I am thinking my burner is to hot--it starting melting the cans in about 5 minutes. It is a Oliver up wind burner and seems to work well(maybe to well). I do have an adjustable regulator but no gauge so I don't know what pressure I was running. Thoughts from anyone?


Thanks


----------



## bvd1940 (Feb 8, 2012)

Do you have any pictures of the interior of the furnace in operation so we can see the flame path????????????


----------



## Tom Griffin (Feb 8, 2012)

Normally the burner enters the furnace tangent to the wall so it swirls and creates a vortex around the crucible. You might try repositioning the burner so it's not blowing directly on the crucible.

Tom


----------



## 12bolts (Feb 8, 2012)

+1 for the burner position.
You need to have a swirl pattern to the flame, so that it flows around the crucible.

Cheers Phil


----------



## jocat54 (Feb 8, 2012)

Thanks guys, it is mounted on a tangent and swirls around.(makes all the firebricks glow red all the way around, and they look the same) It burnt the hole where the flame is touching the crucible, it's not blowing directly at it. Also on about a 1" plinth block.

I guess I need to say that my furnace is not round on the inside, it is kind of a octagon,(minus one) I made the liner from firebricks. 

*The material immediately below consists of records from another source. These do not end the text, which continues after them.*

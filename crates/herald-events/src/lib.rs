//! Herald Events - Named-event publish/subscribe for in-process components.
//!
//! This crate provides:
//! - An event registry mapping event names to ordered subscriber callbacks
//! - Subscription guards that unsubscribe when dropped
//! - Typed topics that bind an event name to one payload type
//! - Channel-backed receivers for async consumers (`runtime` feature)
//!
//! # Architecture
//!
//! Producers publish a named event with a payload; the registry invokes
//! every callback registered under that name, synchronously and in
//! registration order, before `publish` returns. Neither side knows about
//! the other.
//!
//! There are three ways to subscribe:
//!
//! 1. **Callbacks**: `registry.subscribe(name, callback)` and the matching
//!    `registry.unsubscribe(name, &callback)`.
//!
//! 2. **Scoped subscriptions**: `registry.subscribe_scoped(name, callback)`
//!    returns a `Subscription` that unsubscribes when dropped.
//!
//! 3. **Receivers**: `registry.subscribe_channel(name)` returns an
//!    `EventReceiver` that can be polled asynchronously.
//!
//! # Example
//!
//! ```rust
//! use std::sync::{Arc, Mutex};
//! use herald_events::{EventRegistry, callback};
//!
//! let registry = EventRegistry::<String>::new();
//! let seen = Arc::new(Mutex::new(Vec::new()));
//!
//! let log = Arc::clone(&seen);
//! let log_name = callback(move |name: &String| log.lock().unwrap().push(format!("log {name}")));
//! let greet = Arc::clone(&seen);
//! let greet_name = callback(move |name: &String| greet.lock().unwrap().push(format!("hi {name}")));
//!
//! registry.subscribe("form-submitted", log_name.clone());
//! registry.subscribe("form-submitted", greet_name);
//! registry.publish("form-submitted", &"Alice".to_string());
//!
//! assert_eq!(*seen.lock().unwrap(), ["log Alice", "hi Alice"]);
//!
//! registry.unsubscribe("form-submitted", &log_name);
//! assert_eq!(registry.subscriber_count("form-submitted"), 1);
//! ```

#![deny(unsafe_code)]
#![warn(missing_docs)]
#![deny(clippy::all)]
#![warn(unreachable_pub)]
#![deny(clippy::unwrap_used)]
#![cfg_attr(test, allow(clippy::unwrap_used))]

pub mod prelude;

#[cfg(feature = "runtime")]
mod channel;
mod error;
mod registry;
mod subscriber;
mod subscription;
mod topic;

#[cfg(feature = "runtime")]
pub use channel::EventReceiver;
pub use error::{EventError, EventResult};
pub use registry::EventRegistry;
pub use subscriber::{Callback, DeliveryPolicy, PatternCallback, SubscriberId, callback};
pub use subscription::{Subscription, SubscriptionSet};
pub use topic::{Topic, TopicBus};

Sorry no pictures at this time


----------



## Tom Griffin (Feb 8, 2012)

You could always invest in a graphite crucible. McMaster Carr sells them for about $22 on up, depending on size.

Tom


----------



## bvd1940 (Feb 9, 2012)

How much space between crucible and side of furnace? I have a 6+" crucible made out of a old oxy tank bottom with a good 2.5+" clearance around the crucible and works great:biggrin:
If your furnace is to small for the burner with to small space between the crucible and wall you will have to cut down the heat of your burner and try that IMHO.:thinking: 


jocat54 said:


> Thanks guys, it is mounted on a tangent and swirls around.(makes all the firebricks glow red all the way around, and they look the same) It burnt the hole where the flame is touching the crucible, it's not blowing directly at it. Also on about a 1" plinth block.
> 
> I guess I need to say that my furnace is not round on the inside, it is kind of a octagon,(minus one) I made the liner from firebricks.
> 
> Sorry no pictures at this time


----------



## Rbeckett (Feb 10, 2012)

Jocat,
This is a very interesting thread.  Would you please post the ultimate solution when you arrive at it.  I have been toying with the idea of making a furnace like that but have been concerned with other issues lately.  
Bob


----------



## jocat54 (Feb 10, 2012)

Well, I'm out of town for the weekend(Lindale to watch grandsons play basketball), but yesterday I cut the fire brick(soft) with a large hole saw (several cuts) and made more room around the inside and more of a circle and turned the burner down and had a successful melt of the pop cans. Took about 15 to 20 minutes to start melting instead of 5 minutes.

 I read where a lot use muffinpans for molds. Does not work for me--had to tear the muffin pan up to get them out:biggrin:. Guess I'll use sand cast for the molds.

Thanks for all the replies.


----------



## Charley Davidson (Feb 11, 2012)

jocat54 said:


> I read where a lot use muffinpans for molds. Does not work for me--had to tear the muffin pan up to get them out:biggrin:.
> Thanks for all the replies.



Spray them with Pam


----------



## jocat54 (Feb 11, 2012)

Charley Davidson said:


> Spray them with Pam



Thanks, never thought about that.


----------